This represents a big problem for the likes of McColl’s as it seriously undermines its modus operandi. Convenience. Aldi’s new service could allow shoppers to receive scores of own-branded goods within 30 minutes of placing their order. Things don’t get much more convenient than that, surely?

Competitive pressures

Okay, Aldi’s new service is small in scale and operates from around half a dozen stores. But it could prove a huge money spinner for the German chain and another significant problem for physical-only retailers like McColl’s, should it take off. It seems though, all those who operate an online service stand to gain significantly following the coronavirus outbreak.

Citing a report from Ensono, information technology bible Computing recently reported that 22% of shoppers who hadn’t bought online before lockdown are now doing so. Chillingly for the likes of McColl’s, the study suggests the proportion of consumers doing at least half of their grocery shop online looks set to rise from below 20% to north of 30%.

This particular chain also stands to lose out to the larger operators like Tesco, Aldi et al because of their ability to offer bigger discounts to cash-strapped consumers.
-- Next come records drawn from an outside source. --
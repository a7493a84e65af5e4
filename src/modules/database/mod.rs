use crate::modules::blob::attachment::Attachment;
use crate::modules::blob::entity::Blob;
use crate::modules::dkim::entity::DkimKey;
use crate::modules::domain::entity::MailDomain;
use crate::modules::error::MailroomResult;
use crate::modules::inbound::entity::InboundMessage;
use crate::modules::label::entity::Label;
use crate::modules::mailbox::contact::Contact;
use crate::modules::mailbox::entity::{Mailbox, MailboxAccess};
use crate::modules::message::entity::Message;
use crate::modules::message::recipient::MessageRecipient;
use crate::modules::template::entity::MessageTemplate;
use crate::modules::thread::entity::{Thread, ThreadAccess};
use crate::raise_error;
use db_type::{KeyOptions, ToKeyDefinition};
use itertools::Itertools;
use native_db::*;
use std::sync::{Arc, LazyLock};
use transaction::RwTransaction;

use super::error::code::ErrorCode;
pub mod manager;
#[cfg(test)]
mod tests;

pub static META_MODELS: LazyLock<Models> = LazyLock::new(|| {
    let mut adapter = ModelsAdapter::new();
    adapter.register_metadata_models();
    adapter.models
});

pub struct ModelsAdapter {
    pub models: Models,
}

impl ModelsAdapter {
    pub fn new() -> Self {
        ModelsAdapter {
            models: Models::new(),
        }
    }

    pub fn register_model<T: ToInput>(&mut self) {
        self.models.define::<T>().expect("failed to define model ");
    }

    pub fn register_metadata_models(&mut self) {
        self.register_model::<MailDomain>();
        self.register_model::<Mailbox>();
        self.register_model::<MailboxAccess>();
        self.register_model::<Contact>();
        self.register_model::<Thread>();
        self.register_model::<ThreadAccess>();
        self.register_model::<Message>();
        self.register_model::<MessageRecipient>();
        self.register_model::<Blob>();
        self.register_model::<Attachment>();
        self.register_model::<Label>();
        self.register_model::<MessageTemplate>();
        self.register_model::<DkimKey>();
        self.register_model::<InboundMessage>();
    }
}

pub async fn insert_impl<T: ToInput + Clone + Send + 'static>(
    database: &Arc<Database<'static>>,
    item: T,
) -> MailroomResult<()> {
    let db = database.clone();
    tokio::task::spawn_blocking(move || {
        let rw_transaction = db
            .rw_transaction()
            .map_err(|e| raise_error!(format!("{:#?}", e), ErrorCode::InternalError))?;
        rw_transaction
            .insert(item)
            .map_err(|e| raise_error!(format!("{:#?}", e), ErrorCode::InternalError))?;
        rw_transaction
            .commit()
            .map_err(|e| raise_error!(format!("{:#?}", e), ErrorCode::InternalError))?;
        Ok(())
    })
    .await
    .map_err(|e| raise_error!(format!("{:#?}", e), ErrorCode::InternalError))?
}

pub async fn batch_insert_impl<T: ToInput + Clone + Send + 'static>(
    database: &Arc<Database<'static>>,
    batch: Vec<T>,
) -> MailroomResult<()> {
    let db = database.clone();
    tokio::task::spawn_blocking(move || {
        let rw_transaction = db
            .rw_transaction()
            .map_err(|e| raise_error!(format!("{:#?}", e), ErrorCode::InternalError))?;
        for item in batch {
            rw_transaction
                .insert(item)
                .map_err(|e| raise_error!(format!("{:#?}", e), ErrorCode::InternalError))?;
        }
        rw_transaction
            .commit()
            .map_err(|e| raise_error!(format!("{:#?}", e), ErrorCode::InternalError))?;
        Ok(())
    })
    .await
    .map_err(|e| raise_error!(format!("{:#?}", e), ErrorCode::InternalError))?
}

pub async fn upsert_impl<T: ToInput + Clone + Send + 'static>(
    database: &Arc<Database<'static>>,
    item: T,
) -> MailroomResult<()> {
    let db = database.clone();
    tokio::task::spawn_blocking(move || {
        let rw_transaction = db
            .rw_transaction()
            .map_err(|e| raise_error!(format!("{:#?}", e), ErrorCode::InternalError))?;
        rw_transaction
            .upsert(item)
            .map_err(|e| raise_error!(format!("{:#?}", e), ErrorCode::InternalError))?;
        rw_transaction
            .commit()
            .map_err(|e| raise_error!(format!("{:#?}", e), ErrorCode::InternalError))?;
        Ok(())
    })
    .await
    .map_err(|e| raise_error!(format!("{:#?}", e), ErrorCode::InternalError))?
}

pub async fn update_impl<T: ToInput + Clone + std::fmt::Debug + Send + 'static>(
    database: &Arc<Database<'static>>,
    current: impl FnOnce(&RwTransaction) -> MailroomResult<T> + Send + 'static,
    updated: impl FnOnce(&T) -> MailroomResult<T> + Send + 'static,
) -> MailroomResult<T> {
    let db = database.clone();
    tokio::task::spawn_blocking(move || {
        let rw = db
            .rw_transaction()
            .map_err(|e| raise_error!(format!("{:#?}", e), ErrorCode::InternalError))?;
        let current_item = current(&rw)?;
        let updated_item = updated(&current_item)?;
        rw.update(current_item.clone(), updated_item)
            .map_err(|e| raise_error!(format!("{:#?}", e), ErrorCode::InternalError))?;
        rw.commit()
            .map_err(|e| raise_error!(format!("{:#?}", e), ErrorCode::InternalError))?;
        Ok(current_item)
    })
    .await
    .map_err(|e| raise_error!(format!("{:#?}", e), ErrorCode::InternalError))?
}

pub async fn batch_update_impl<T: ToInput + Clone + std::fmt::Debug + Send + 'static>(
    database: &Arc<Database<'static>>,
    filter: impl FnOnce(&RwTransaction) -> MailroomResult<Vec<T>> + Send + 'static,
    updated: impl FnOnce(&Vec<T>) -> MailroomResult<Vec<(T, T)>> + Send + 'static,
) -> MailroomResult<Vec<T>> {
    let db = database.clone();
    tokio::task::spawn_blocking(move || {
        let rw = db
            .rw_transaction()
            .map_err(|e| raise_error!(format!("{:#?}", e), ErrorCode::InternalError))?;
        let targets = filter(&rw)?;
        let tuples = updated(&targets)?;
        for (old, updated) in tuples {
            rw.update(old, updated)
                .map_err(|e| raise_error!(format!("{:#?}", e), ErrorCode::InternalError))?;
        }
        rw.commit()
            .map_err(|e| raise_error!(format!("{:#?}", e), ErrorCode::InternalError))?;
        Ok(targets)
    })
    .await
    .map_err(|e| raise_error!(format!("{:#?}", e), ErrorCode::InternalError))?
}

/// Runs an arbitrary read-write closure inside one committed transaction,
/// for all-or-nothing multi-entity writes.
pub async fn transaction_impl<R: Send + 'static>(
    database: &Arc<Database<'static>>,
    work: impl FnOnce(&RwTransaction) -> MailroomResult<R> + Send + 'static,
) -> MailroomResult<R> {
    let db = database.clone();
    tokio::task::spawn_blocking(move || {
        let rw = db
            .rw_transaction()
            .map_err(|e| raise_error!(format!("{:#?}", e), ErrorCode::InternalError))?;
        let result = work(&rw)?;
        rw.commit()
            .map_err(|e| raise_error!(format!("{:#?}", e), ErrorCode::InternalError))?;
        Ok(result)
    })
    .await
    .map_err(|e| raise_error!(format!("{:#?}", e), ErrorCode::InternalError))?
}

pub async fn delete_impl<T: ToInput + Clone + Send + 'static>(
    database: &Arc<Database<'static>>,
    delete: impl FnOnce(&RwTransaction) -> MailroomResult<T> + Send + 'static,
) -> MailroomResult<()> {
    let db = database.clone();
    tokio::task::spawn_blocking(move || {
        let rw_transaction = db
            .rw_transaction()
            .map_err(|e| raise_error!(format!("{:#?}", e), ErrorCode::InternalError))?;
        let to_delete = delete(&rw_transaction)?;
        rw_transaction
            .remove::<T>(to_delete)
            .map_err(|e| raise_error!(format!("{:#?}", e), ErrorCode::InternalError))?;
        rw_transaction
            .commit()
            .map_err(|e| raise_error!(format!("{:#?}", e), ErrorCode::InternalError))?;
        Ok(())
    })
    .await
    .map_err(|e| raise_error!(format!("{:#?}", e), ErrorCode::InternalError))?
}

pub async fn batch_delete_impl<T: ToInput + Clone + Send + 'static>(
    database: &Arc<Database<'static>>,
    delete: impl FnOnce(&RwTransaction) -> MailroomResult<Vec<T>> + Send + 'static,
) -> MailroomResult<usize> {
    let db = database.clone();
    tokio::task::spawn_blocking(move || {
        let rw_transaction = db
            .rw_transaction()
            .map_err(|e| raise_error!(format!("{:#?}", e), ErrorCode::InternalError))?;
        let to_delete = delete(&rw_transaction)?;
        let delete_count = to_delete.len();
        for item in to_delete {
            rw_transaction
                .remove(item)
                .map_err(|e| raise_error!(format!("{:#?}", e), ErrorCode::InternalError))?;
        }
        rw_transaction
            .commit()
            .map_err(|e| raise_error!(format!("{:#?}", e), ErrorCode::InternalError))?;
        Ok(delete_count)
    })
    .await
    .map_err(|e| raise_error!(format!("{:#?}", e), ErrorCode::InternalError))?
}

pub async fn list_all_impl<T: ToInput + Clone + Send + 'static>(
    database: &Arc<Database<'static>>,
) -> MailroomResult<Vec<T>> {
    let db = database.clone();
    tokio::task::spawn_blocking(move || {
        let r_transaction = db
            .r_transaction()
            .map_err(|e| raise_error!(format!("{:#?}", e), ErrorCode::InternalError))?;
        let entities: Vec<T> = r_transaction
            .scan()
            .primary()
            .map_err(|e| raise_error!(format!("{:#?}", e), ErrorCode::InternalError))?
            .all()
            .map_err(|e| raise_error!(format!("{:#?}", e), ErrorCode::InternalError))?
            .try_collect()
            .map_err(|e| raise_error!(format!("{:#?}", e), ErrorCode::InternalError))?;
        Ok(entities)
    })
    .await
    .map_err(|e| raise_error!(format!("{:#?}", e), ErrorCode::InternalError))?
}

pub async fn async_find_impl<T: ToInput + Clone + Send + 'static>(
    database: &Arc<Database<'static>>,
    key: impl ToKey + Send + 'static,
) -> MailroomResult<Option<T>> {
    let db = database.clone();
    tokio::task::spawn_blocking(move || {
        let r_transaction = db
            .r_transaction()
            .map_err(|e| raise_error!(format!("{:#?}", e), ErrorCode::InternalError))?;
        let entity: Option<T> = r_transaction
            .get()
            .primary(key)
            .map_err(|e| raise_error!(format!("{:#?}", e), ErrorCode::InternalError))?;
        Ok(entity)
    })
    .await
    .map_err(|e| raise_error!(format!("{:#?}", e), ErrorCode::InternalError))?
}

pub async fn secondary_find_impl<T: ToInput + Clone + Send + 'static>(
    database: &Arc<Database<'static>>,
    key_def: impl ToKeyDefinition<KeyOptions> + Send + 'static,
    key: impl ToKey + Send + 'static,
) -> MailroomResult<Option<T>> {
    let db = database.clone();
    tokio::task::spawn_blocking(move || {
        let r_transaction = db
            .r_transaction()
            .map_err(|e| raise_error!(format!("{:#?}", e), ErrorCode::InternalError))?;

        let entities: Option<T> = r_transaction
            .get()
            .secondary(key_def, key)
            .map_err(|e| raise_error!(format!("{:#?}", e), ErrorCode::InternalError))?;

        Ok(entities)
    })
    .await
    .map_err(|e| raise_error!(format!("{:#?}", e), ErrorCode::InternalError))?
}

pub async fn filter_by_secondary_key_impl<T: ToInput + Clone + Send + 'static>(
    database: &Arc<Database<'static>>,
    key_def: impl ToKeyDefinition<KeyOptions> + Send + 'static,
    start_with: impl ToKey + Send + 'static,
) -> MailroomResult<Vec<T>> {
    let db = database.clone();
    tokio::task::spawn_blocking(move || {
        let r_transaction = db
            .r_transaction()
            .map_err(|e| raise_error!(format!("{:#?}", e), ErrorCode::InternalError))?;
        let entities: Vec<T> = r_transaction
            .scan()
            .secondary(key_def)
            .map_err(|e| raise_error!(format!("{:#?}", e), ErrorCode::InternalError))?
            .start_with(start_with)
            .map_err(|e| raise_error!(format!("{:#?}", e), ErrorCode::InternalError))?
            .try_collect()
            .map_err(|e| raise_error!(format!("{:#?}", e), ErrorCode::InternalError))?;
        Ok(entities)
    })
    .await
    .map_err(|e| raise_error!(format!("{:#?}", e), ErrorCode::InternalError))?
}
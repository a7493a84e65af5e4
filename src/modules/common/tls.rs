// Copyright © 2025 mailroom.dev
// Licensed under Mailroom License Agreement v1.0
// Unauthorized copying, modification, or distribution is prohibited.

use crate::{
    modules::{
        context::Initialize,
        error::{code::ErrorCode, MailroomResult},
    },
    raise_error,
};

pub struct MailroomTls;

impl Initialize for MailroomTls {
    async fn initialize() -> MailroomResult<()> {
        rustls::crypto::CryptoProvider::install_default(rustls::crypto::ring::default_provider())
            .map_err(|_| {
                raise_error!(
                    "failed to set crypto provider".into(),
                    ErrorCode::InternalError
                )
            })
    }
}
// Copyright © 2025 mailroom.dev
// Licensed under Mailroom License Agreement v1.0
// Unauthorized copying, modification, or distribution is prohibited.

use std::collections::HashMap;

use crate::modules::common::Addr;

pub mod composer;
pub mod parser;

/// A header that appeared once is a plain string; repeats aggregate in order.
#[derive(Clone, Debug, PartialEq, Eq)]
pub enum HeaderEntry {
    Single(String),
    Multiple(Vec<String>),
}

impl HeaderEntry {
    pub fn push(&mut self, value: String) {
        match self {
            HeaderEntry::Single(existing) => {
                *self = HeaderEntry::Multiple(vec![existing.clone(), value]);
            }
            HeaderEntry::Multiple(values) => values.push(value),
        }
    }

    pub fn first(&self) -> &str {
        match self {
            HeaderEntry::Single(value) => value,
            HeaderEntry::Multiple(values) => values.first().map(String::as_str).unwrap_or(""),
        }
    }
}

/// One entry of `textBody` / `htmlBody`. Binary inline parts carry their
/// decoded bytes base64-encoded in `content`.
#[derive(Clone, Debug, PartialEq, Eq)]
pub struct BodyPart {
    pub part_type: String,
    pub content: String,
    pub part_id: Option<String>,
    pub cid: Option<String>,
}

#[derive(Clone, Debug, PartialEq, Eq)]
pub struct ParsedAttachment {
    pub content_type: String,
    /// Sanitized file name.
    pub name: String,
    /// Decoded size in bytes.
    pub size: usize,
    /// "attachment", "inline", or "" when no disposition was given.
    pub disposition: String,
    pub cid: Option<String>,
    /// Decoded bytes.
    pub content: Vec<u8>,
    /// Hex SHA-256 of the decoded bytes.
    pub sha256: String,
}

/// The canonical JMAP-flavored value produced by the parser and consumed by
/// the composer, thread assembly, and the spam rule engine.
#[derive(Clone, Debug, Default)]
pub struct ParsedEmail {
    pub subject: String,
    pub from: Addr,
    pub to: Vec<Addr>,
    pub cc: Vec<Addr>,
    pub bcc: Vec<Addr>,
    /// Epoch millis; now() when the Date header is missing or unparseable.
    pub date: i64,
    /// Message-ID without angle brackets.
    pub message_id: String,
    /// In-Reply-To without angle brackets.
    pub in_reply_to: String,
    /// Verbatim References value (whitespace-separated id list).
    pub references: String,
    pub gmail_labels: Vec<String>,
    /// Lowercased header names to decoded values.
    pub headers: HashMap<String, HeaderEntry>,
    /// (lowercase name, raw unfolded value) in original top-to-bottom order.
    pub headers_list: Vec<(String, String)>,
    /// Received-bounded header blocks, most recent relay first.
    pub headers_blocks: Vec<HashMap<String, Vec<String>>>,
    pub text_body: Vec<BodyPart>,
    pub html_body: Vec<BodyPart>,
    pub attachments: Vec<ParsedAttachment>,
}

impl ParsedEmail {
    /// First text body content, the usual input for snippets and quoting.
    pub fn primary_text(&self) -> Option<&str> {
        self.text_body
            .iter()
            .find(|part| part.part_type.starts_with("text/"))
            .map(|part| part.content.as_str())
    }

    pub fn primary_html(&self) -> Option<&str> {
        self.html_body
            .iter()
            .find(|part| part.part_type == "text/html")
            .map(|part| part.content.as_str())
    }
}
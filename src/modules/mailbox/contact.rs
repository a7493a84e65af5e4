// Copyright © 2025 mailroom.dev
// Licensed under Mailroom License Agreement v1.0
// Unauthorized copying, modification, or distribution is prohibited.

use crate::modules::database::manager::DB_MANAGER;
use crate::modules::database::{
    filter_by_secondary_key_impl, insert_impl, secondary_find_impl, update_impl,
};
use crate::modules::error::code::ErrorCode;
use crate::modules::error::MailroomResult;
use crate::{id, raise_error, utc_now};
use native_db::*;
use native_model::{native_model, Model};
use serde::{Deserialize, Serialize};

/// One side of a correspondence inside a single mailbox's address book;
/// `(email, mailbox)` is unique.
#[derive(Clone, Debug, Default, Eq, PartialEq, Deserialize, Serialize)]
#[native_model(id = 4, version = 1)]
#[native_db(primary_key(pk -> String), secondary_key(contact_key -> String, unique))]
pub struct Contact {
    #[secondary_key(unique)]
    pub id: u64,

    #[secondary_key]
    pub mailbox_id: u64,

    pub email: String,

    pub name: String,

    pub created_at: i64,
    pub updated_at: i64,
}

impl Contact {
    fn pk(&self) -> String {
        format!("{}_{}", self.created_at, self.id)
    }

    fn contact_key(&self) -> String {
        format!("{}:{}", self.mailbox_id, self.email)
    }

    pub fn new(mailbox_id: u64, email: &str, name: &str) -> Self {
        Self {
            id: id!(64),
            mailbox_id,
            email: email.to_ascii_lowercase(),
            name: name.to_string(),
            created_at: utc_now!(),
            updated_at: utc_now!(),
        }
    }

    pub async fn get(id: u64) -> MailroomResult<Option<Contact>> {
        secondary_find_impl(DB_MANAGER.meta_db(), ContactKey::id, id).await
    }

    pub async fn find(mailbox_id: u64, email: &str) -> MailroomResult<Option<Contact>> {
        secondary_find_impl(
            DB_MANAGER.meta_db(),
            ContactKey::contact_key,
            format!("{}:{}", mailbox_id, email.to_ascii_lowercase()),
        )
        .await
    }

    pub async fn list_for_mailbox(mailbox_id: u64) -> MailroomResult<Vec<Contact>> {
        filter_by_secondary_key_impl(DB_MANAGER.meta_db(), ContactKey::mailbox_id, mailbox_id).await
    }

    /// Looks the contact up by `(mailbox, email)`; creates it when missing.
    /// A non-empty display name on a later sighting refreshes a blank one.
    pub async fn get_or_create(
        mailbox_id: u64,
        email: &str,
        name: &str,
    ) -> MailroomResult<Contact> {
        if let Some(existing) = Self::find(mailbox_id, email).await? {
            if existing.name.is_empty() && !name.is_empty() {
                let name = name.to_string();
                let key = existing.contact_key();
                let refreshed_name = name.clone();
                update_impl(
                    DB_MANAGER.meta_db(),
                    move |rw| {
                        rw.get()
                            .secondary::<Contact>(ContactKey::contact_key, key)
                            .map_err(|e| {
                                raise_error!(format!("{:#?}", e), ErrorCode::InternalError)
                            })?
                            .ok_or_else(|| {
                                raise_error!(
                                    "Contact disappeared mid-update".into(),
                                    ErrorCode::InternalError
                                )
                            })
                    },
                    move |current| {
                        let mut updated = current.clone();
                        updated.name = name;
                        updated.updated_at = utc_now!();
                        Ok(updated)
                    },
                )
                .await?;
                let mut refreshed = existing;
                refreshed.name = refreshed_name;
                return Ok(refreshed);
            }
            return Ok(existing);
        }
        let contact = Self::new(mailbox_id, email, name);
        insert_impl(DB_MANAGER.meta_db(), contact.clone()).await?;
        Ok(contact)
    }
}
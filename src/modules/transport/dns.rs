// Copyright © 2025 mailroom.dev
// Licensed under Mailroom License Agreement v1.0
// Unauthorized copying, modification, or distribution is prohibited.

use crate::modules::error::code::ErrorCode;
use crate::modules::error::MailroomResult;
use crate::raise_error;
use mail_auth::MessageAuthenticator;
use std::net::IpAddr;
use std::sync::LazyLock;

pub static RESOLVER: LazyLock<MessageAuthenticator> = LazyLock::new(|| {
    MessageAuthenticator::new_system_conf().expect("failed to initialize the system DNS resolver")
});

/// One candidate next-hop for a recipient domain, MX preference order.
#[derive(Clone, Debug)]
pub struct MxCandidate {
    pub preference: u16,
    pub host: String,
    pub ips: Vec<IpAddr>,
}

/// Resolves the delivery chain of a recipient domain: MX records sorted
/// ascending by preference, each with its A records; MX hosts that resolve
/// to nothing are skipped. A domain without MX records falls back to its
/// own A record at preference 0.
pub async fn resolve_delivery_chain(domain: &str) -> MailroomResult<Vec<MxCandidate>> {
    let mx_records = match RESOLVER
        .mx_lookup(domain, None::<&mail_auth::common::cache::NoCache<String, _>>)
        .await
    {
        Ok(records) => records,
        Err(mail_auth::Error::DnsRecordNotFound(_)) => Default::default(),
        Err(e) => {
            return Err(raise_error!(
                format!("MX lookup for '{}' failed: {:?}", domain, e),
                ErrorCode::DnsLookupFailed
            ))
        }
    };

    let mut chain = Vec::new();
    let mut exchanges: Vec<(u16, String)> = mx_records
        .iter()
        .flat_map(|mx| {
            mx.exchanges
                .iter()
                .map(|exchange| (mx.preference, exchange.clone()))
        })
        .collect();
    exchanges.sort_by_key(|(preference, _)| *preference);

    if exchanges.is_empty() {
        // NoAnswer: the domain itself may accept mail on its A record.
        exchanges.push((0, domain.to_string()));
    }

    for (preference, host) in exchanges {
        let ips = resolve_ips(&host).await;
        if ips.is_empty() {
            continue;
        }
        chain.push(MxCandidate {
            preference,
            host,
            ips,
        });
    }

    Ok(chain)
}

async fn resolve_ips(host: &str) -> Vec<IpAddr> {
    match RESOLVER
        .ipv4_lookup(host, None::<&mail_auth::common::cache::NoCache<String, _>>)
        .await
    {
        Ok(addrs) => addrs.iter().copied().map(IpAddr::from).collect(),
        Err(_) => Vec::new(),
    }
}
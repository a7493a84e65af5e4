use crate::{
    id,
    modules::scheduler::retry::{RetryPolicy, RetryStrategy},
    utc_now,
};
use serde::{Deserialize, Serialize};
use std::fmt;

type LinearInterval = u32;
type ExponentialBase = u32;

#[derive(Clone, Debug, Eq, PartialEq, Serialize, Deserialize)]
pub struct TaskMeta {
    pub id: u64,
    pub task_key: String,
    pub task_params: String,
    pub queue_name: String,
    pub updated_at: i64,
    pub status: TaskStatus,
    pub stopped_reason: Option<String>,
    pub last_error: Option<String>,
    pub last_duration_ms: Option<usize>,
    pub retry_count: Option<usize>,
    pub next_run: i64,
    pub retry_strategy: Retry,
    pub retry_interval: u32,
    pub base_interval: u32,
    pub delay_seconds: u32,
    pub max_retries: Option<u32>,
    pub heartbeat_at: i64,
    pub created_at: i64,
}

/// Lifecycle states of one queued unit of work.
#[derive(Clone, Debug, Eq, Default, PartialEq, Serialize, Deserialize, Hash)]
pub enum TaskStatus {
    /// Task has been scheduled but has not started executing yet.
    #[default]
    Scheduled,

    /// Task is currently running.
    Running,

    /// Task has completed successfully.
    Success,

    /// Task has failed.
    Failed,

    /// Task has been marked for removal and will be cleaned up later.
    Removed,

    /// Task has been stopped.
    Stopped,
}

impl TaskStatus {
    pub fn code(&self) -> u32 {
        match &self {
            TaskStatus::Scheduled => 1,
            TaskStatus::Running => 2,
            TaskStatus::Success => 3,
            TaskStatus::Failed => 4,
            TaskStatus::Removed => 5,
            TaskStatus::Stopped => 6,
        }
    }
}

impl fmt::Display for TaskStatus {
    fn fmt(&self, f: &mut fmt::Formatter<'_>) -> fmt::Result {
        let status_str = match self {
            TaskStatus::Scheduled => "Scheduled",
            TaskStatus::Running => "Running",
            TaskStatus::Success => "Success",
            TaskStatus::Failed => "Failed",
            TaskStatus::Removed => "Removed",
            TaskStatus::Stopped => "Stopped",
        };
        write!(f, "{}", status_str)
    }
}

#[derive(Clone, Debug, Default, Eq, PartialEq, Serialize, Deserialize)]
pub enum Retry {
    #[default]
    Linear,
    Exponential,
}

fn to_retry(retry_policy: RetryPolicy) -> (Retry, LinearInterval, ExponentialBase) {
    match retry_policy.strategy {
        RetryStrategy::Linear { interval } => (Retry::Linear, interval, Default::default()),
        RetryStrategy::Exponential { base } => (Retry::Exponential, Default::default(), base),
    }
}

impl TaskMeta {
    pub fn new(
        task_key: String,
        task_params: String,
        queue_name: String,
        retry_policy: RetryPolicy,
        delay_seconds: u32,
    ) -> Self {
        let (retry_strategy, retry_interval, base_interval) = to_retry(retry_policy);
        Self {
            id: id!(96),
            task_key,
            task_params,
            queue_name,
            updated_at: utc_now!(),
            status: TaskStatus::Scheduled,
            last_error: Default::default(),
            last_duration_ms: Default::default(),
            retry_count: Default::default(),
            next_run: Default::default(),
            stopped_reason: Default::default(),
            retry_strategy,
            retry_interval,
            base_interval,
            max_retries: retry_policy.max_retries,
            heartbeat_at: Default::default(),
            delay_seconds,
            created_at: utc_now!(),
        }
    }

    pub fn retry_policy(&self) -> RetryPolicy {
        let strategy = match self.retry_strategy {
            Retry::Linear => RetryStrategy::Linear {
                interval: self.retry_interval,
            },
            Retry::Exponential => RetryStrategy::Exponential {
                base: self.base_interval,
            },
        };

        RetryPolicy {
            strategy,
            max_retries: self.max_retries,
        }
    }
}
The 2008/2009 banking crisis proved to be a landmark moment for the German discounters as difficult economic conditions forced them to try and stretch their shopping budgets that little bit further. And the shocking recession that’s coming down the tracks promises to boost trade at those offering their goods for less once again.

Thus, McColl’s will need to remain engaged in massive, profits-damaging discounting to stop sales crashing through the floor.

Arrow descending on a graph portraying stock market crash

Up 200% since the stock market crash

McColl’s shares are cheap. At current prices, it trades on a forward price-to-earnings (P/E) ratio of 6 times. This is well inside the broadly-considered bargain watermark of 10 times and below. But it’s a reading that reflects the rising threat to its operations — in both the current fiscal year and beyond — from its competitors’ physical stores and online services.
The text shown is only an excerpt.